By Lemma 3.18 and the comments preceding it we know that the image of the restricted parameter space under the path/cycle map \(\pi \) has dimension \(|E| + |In \cup Out|\), which is equal to the dimension of the image of the full parameter space under the path/cycle map. Since, for an identifiable path/cycle model, the dimension of the image of the coefficient map c is \(|E| + |In \cup Out|\), this must be the same for the restricted model.

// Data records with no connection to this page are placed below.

//! Pure 2D math shared by every other module.
//!
//! Nothing here validates its inputs: NaN and infinities pass straight
//! through, so callers must not feed them in.

#[cfg(test)]
#[path = "geometry_test.rs"]
mod geometry_test;

use serde::{Deserialize, Serialize};

use crate::element::{Element, ElementKind, Footprint};

/// A point in either screen or scene space.
#[derive(Debug, Clone, Copy, PartialEq, Default, Serialize, Deserialize)]
pub struct Point {
    pub x: f64,
    pub y: f64,
}

impl Point {
    #[must_use]
    pub fn new(x: f64, y: f64) -> Self {
        Self { x, y }
    }

    /// Component-wise difference `self - other`.
    #[must_use]
    pub fn sub(self, other: Point) -> Point {
        Point::new(self.x - other.x, self.y - other.y)
    }

    /// Component-wise sum `self + other`.
    #[must_use]
    pub fn add(self, other: Point) -> Point {
        Point::new(self.x + other.x, self.y + other.y)
    }
}

/// Width and height of something, in whatever space the caller is in.
#[derive(Debug, Clone, Copy, PartialEq, Default, Serialize, Deserialize)]
pub struct Size {
    pub width: f64,
    pub height: f64,
}

impl Size {
    #[must_use]
    pub fn new(width: f64, height: f64) -> Self {
        Self { width, height }
    }
}

/// Axis-aligned rectangle anchored at its top-left corner.
#[derive(Debug, Clone, Copy, PartialEq, Default, Serialize, Deserialize)]
pub struct Rect {
    pub x: f64,
    pub y: f64,
    pub width: f64,
    pub height: f64,
}

impl Rect {
    #[must_use]
    pub fn new(x: f64, y: f64, width: f64, height: f64) -> Self {
        Self { x, y, width, height }
    }

    /// Normalized rectangle spanned by two opposite corners, in any order.
    #[must_use]
    pub fn from_corners(a: Point, b: Point) -> Self {
        Self {
            x: a.x.min(b.x),
            y: a.y.min(b.y),
            width: (a.x - b.x).abs(),
            height: (a.y - b.y).abs(),
        }
    }

    #[must_use]
    pub fn right(&self) -> f64 {
        self.x + self.width
    }

    #[must_use]
    pub fn bottom(&self) -> f64 {
        self.y + self.height
    }

    /// Smallest rectangle covering both `self` and `other`.
    #[must_use]
    pub fn union(&self, other: &Rect) -> Rect {
        let x = self.x.min(other.x);
        let y = self.y.min(other.y);
        Rect {
            x,
            y,
            width: self.right().max(other.right()) - x,
            height: self.bottom().max(other.bottom()) - y,
        }
    }
}

/// Circle given by its center and radius.
#[derive(Debug, Clone, Copy, PartialEq)]
pub struct Circle {
    pub center: Point,
    pub radius: f64,
}

/// Euclidean distance between two points.
#[must_use]
pub fn distance(a: Point, b: Point) -> f64 {
    (a.x - b.x).hypot(a.y - b.y)
}

/// Whether `p` lies inside `rect`, edges included.
#[must_use]
pub fn point_in_rect(p: Point, rect: &Rect) -> bool {
    p.x >= rect.x && p.x <= rect.right() && p.y >= rect.y && p.y <= rect.bottom()
}

/// Whether `p` lies inside `circle`, boundary included.
#[must_use]
pub fn point_in_circle(p: Point, circle: &Circle) -> bool {
    distance(p, circle.center) <= circle.radius
}

/// Axis-aligned overlap test. Rectangles that only touch along an edge or at
/// a corner still intersect.
#[must_use]
pub fn rects_intersect(a: &Rect, b: &Rect) -> bool {
    !(a.right() < b.x || b.right() < a.x || a.bottom() < b.y || b.bottom() < a.y)
}

/// Wrap an angle in degrees into `[0, 360)`.
#[must_use]
pub fn normalize_degrees(deg: f64) -> f64 {
    let wrapped = ((deg % 360.0) + 360.0) % 360.0;
    // -1e-15 % 360 + 360 rounds up to exactly 360.
    if wrapped >= 360.0 { 0.0 } else { wrapped }
}

/// Bounding box of an element in the frame its `x, y` are expressed in.
///
/// Circular tables treat `x, y` as the center and return the enclosing
/// square; everything else is the stored rectangle.
#[must_use]
pub fn element_bounds(element: &Element) -> Rect {
    match &element.kind {
        ElementKind::Table { footprint: Footprint::Circle { radius }, .. } => Rect {
            x: element.x - radius,
            y: element.y - radius,
            width: 2.0 * radius,
            height: 2.0 * radius,
        },
        ElementKind::Table { footprint: Footprint::Rect(dims), .. }
        | ElementKind::Wall(dims)
        | ElementKind::Door(dims)
        | ElementKind::Window(dims)
        | ElementKind::Group { size: dims, .. } => Rect {
            x: element.x,
            y: element.y,
            width: dims.width,
            height: dims.height,
        },
    }
}
use super::*;
use crate::element::{Dimensions, ElementKind, Placement};

fn id(raw: &str) -> ElementId {
    ElementId::new(raw)
}

fn wall(raw: &str, x: f64, y: f64, w: f64, h: f64) -> Element {
    Element::new(id(raw), ElementKind::Wall(Dimensions::new(w, h)), x, y, 0)
}

fn selection(ids: &[&str], focused: Option<&str>) -> Selection {
    Selection { selected_id: focused.map(id), selected_ids: ids.iter().map(|s| id(s)).collect() }
}

// =============================================================
// select
// =============================================================

#[test]
fn plain_select_replaces_set() {
    let mut s = selection(&["a", "b"], Some("b"));
    s.select(Some(id("c")), false);
    assert_eq!(s, selection(&["c"], Some("c")));
}

#[test]
fn plain_select_none_clears() {
    let mut s = selection(&["a", "b"], Some("b"));
    s.select(None, false);
    assert!(s.is_empty());
    assert_eq!(s.selected_id, None);
}

#[test]
fn additive_select_none_is_noop() {
    let mut s = selection(&["a", "b"], Some("b"));
    s.select(None, true);
    assert_eq!(s, selection(&["a", "b"], Some("b")));
}

#[test]
fn additive_select_adds_and_focuses() {
    let mut s = selection(&["a"], Some("a"));
    s.select(Some(id("b")), true);
    assert_eq!(s, selection(&["a", "b"], Some("b")));
}

#[test]
fn additive_toggle_off_leaves_single_survivor_focused() {
    let mut s = selection(&["a", "b"], Some("b"));
    s.select(Some(id("b")), true);
    assert_eq!(s, selection(&["a"], Some("a")));
}

#[test]
fn additive_toggle_off_with_several_left_clears_focus() {
    let mut s = selection(&["a", "b", "c"], Some("c"));
    s.select(Some(id("a")), true);
    assert_eq!(s, selection(&["b", "c"], None));
}

#[test]
fn additive_toggle_off_last_one_empties() {
    let mut s = selection(&["a"], Some("a"));
    s.select(Some(id("a")), true);
    assert_eq!(s, Selection::new());
}

// =============================================================
// retain
// =============================================================

#[test]
fn retain_drops_focus_when_focused_id_removed() {
    let mut s = selection(&["a", "b", "c"], Some("c"));
    s.retain(|i| i.as_str() != "c");
    assert_eq!(s, selection(&["a", "b"], None));
}

#[test]
fn retain_keeps_focus_when_untouched() {
    let mut s = selection(&["a", "b", "c"], Some("c"));
    s.retain(|i| i.as_str() != "a");
    assert_eq!(s, selection(&["b", "c"], Some("c")));
}

// =============================================================
// Marquee
// =============================================================

#[test]
fn marquee_edge_touch_selects() {
    let elements = [wall("b", 20.0, 20.0, 10.0, 10.0)];
    let hits = marquee_hits(&Rect::new(0.0, 0.0, 20.0, 20.0), &elements);
    assert_eq!(hits, vec![id("b")]);
}

#[test]
fn marquee_selects_exactly_intersecting_elements() {
    let elements = [
        wall("inside", 10.0, 10.0, 5.0, 5.0),
        wall("overlap", 90.0, 90.0, 50.0, 50.0),
        wall("outside", 200.0, 200.0, 10.0, 10.0),
        wall("left", -30.0, 10.0, 20.0, 20.0),
    ];
    let mut s = Selection::new();
    assert!(s.select_marquee(&Rect::new(0.0, 0.0, 100.0, 100.0), &elements, 5.0));
    assert_eq!(s.selected_ids, vec![id("inside"), id("overlap")]);
    assert_eq!(s.selected_id, Some(id("overlap")));
}

#[test]
fn marquee_below_threshold_is_noop() {
    let elements = [wall("a", 0.0, 0.0, 10.0, 10.0)];
    let mut s = selection(&["z"], Some("z"));
    assert!(!s.select_marquee(&Rect::new(0.0, 0.0, 4.0, 100.0), &elements, 5.0));
    assert_eq!(s, selection(&["z"], Some("z")));
}

#[test]
fn marquee_replaces_previous_selection_even_when_empty() {
    let elements = [wall("a", 500.0, 500.0, 10.0, 10.0)];
    let mut s = selection(&["z"], Some("z"));
    assert!(s.select_marquee(&Rect::new(0.0, 0.0, 50.0, 50.0), &elements, 5.0));
    assert!(s.is_empty());
    assert_eq!(s.selected_id, None);
}

#[test]
fn marquee_skips_groups_and_their_members() {
    let mut member = wall("m", 0.0, 0.0, 10.0, 10.0);
    member.placement = Placement::RelativeTo(id("g"));
    let group = Element::new(
        id("g"),
        ElementKind::Group { size: Dimensions::new(10.0, 10.0), children: vec![id("m")] },
        0.0,
        0.0,
        1,
    );
    let loose = wall("w", 5.0, 5.0, 10.0, 10.0);
    let elements = [member, group, loose];
    assert_eq!(marquee_hits(&Rect::new(0.0, 0.0, 50.0, 50.0), &elements), vec![id("w")]);
}

#[test]
fn is_marquee_drag_requires_both_axes() {
    assert!(is_marquee_drag(&Rect::new(0.0, 0.0, 5.0, 5.0), 5.0));
    assert!(!is_marquee_drag(&Rect::new(0.0, 0.0, 50.0, 4.9), 5.0));
}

In particular, if \(|L|=|In \cup Out|\), then the model has \(|E| + |In \cup Out|\) parameters, hence it is locally identifiable. \(\square \)

Example 3.20

(Continuation of Example 2.1) The model \(\widetilde{\mathcal {M}}=(G,\{1\},\{2\},\{1,2\})\) obtained from the model in Example 2.1 by removing two leaks and leaving the leaks in the input and output compartments is locally identifiable (see Fig. 3).

Fig. 3
figure 3

Graph for model corresponding to \({\widetilde{\mathcal {M}}}\) in Example 3.20

Remark

We note that, while \(L=In \cup Out\) is sufficient in Theorem 3.19, it is certainly not necessary, as there are other possible configurations of \(|L|=|In \cup Out|\) leaks that also result in identifiability. The next example demonstrates this.

Example 3.21

Consider the model \(\mathcal {M}=(G,\{1\},\{2\},L)\) shown in Fig. 4 where \(|L|=|In \cup Out|=2\) and G is given by the edges { \(1 \rightarrow 2, 1 \rightarrow 3, 3 \rightarrow 1, 1 \rightarrow 4, 4 \rightarrow 1\) }. The identifiable models are the ones where \(L = \{2,4\}, \{2,3\},\{1,2\}\) and the unidentifiable models have \(L=\{3,4\},\{1,4\},\{1,3\}\).

Fig. 4
figure 4

On the left is the graph corresponding to \(\mathcal {M}\) with leak set \(L=\{2,4\}\), and on the right is the graph corresponding to \(\mathcal {M}'\) with leak set \(L=\{3,4\}\) from Example 3.21

We note that while \(2 \in L\) appears to be sufficient for identifiability in this model, we can consider another model given by \(\mathcal {M}'=(G',\{1\},\{2\},L)\) also shown in Fig. 4 where \(|L|=|In \cup Out|=2\) and \(G'\) is given by the edges { \(1 \rightarrow 2, 3 \rightarrow 1, 4 \rightarrow 1, 1 \rightarrow 3, 2 \rightarrow 4\) }. The identifiable models are the ones where \(L = \{3,4\}, \{2,3\},\{1,4\}, \{1,2\}\) and the unidentifiable models have \(L=\{2,4\},\{1,3\}\). This shows the pattern of identifiability depends on the graph structure itself and not just the placement of inputs and outputs.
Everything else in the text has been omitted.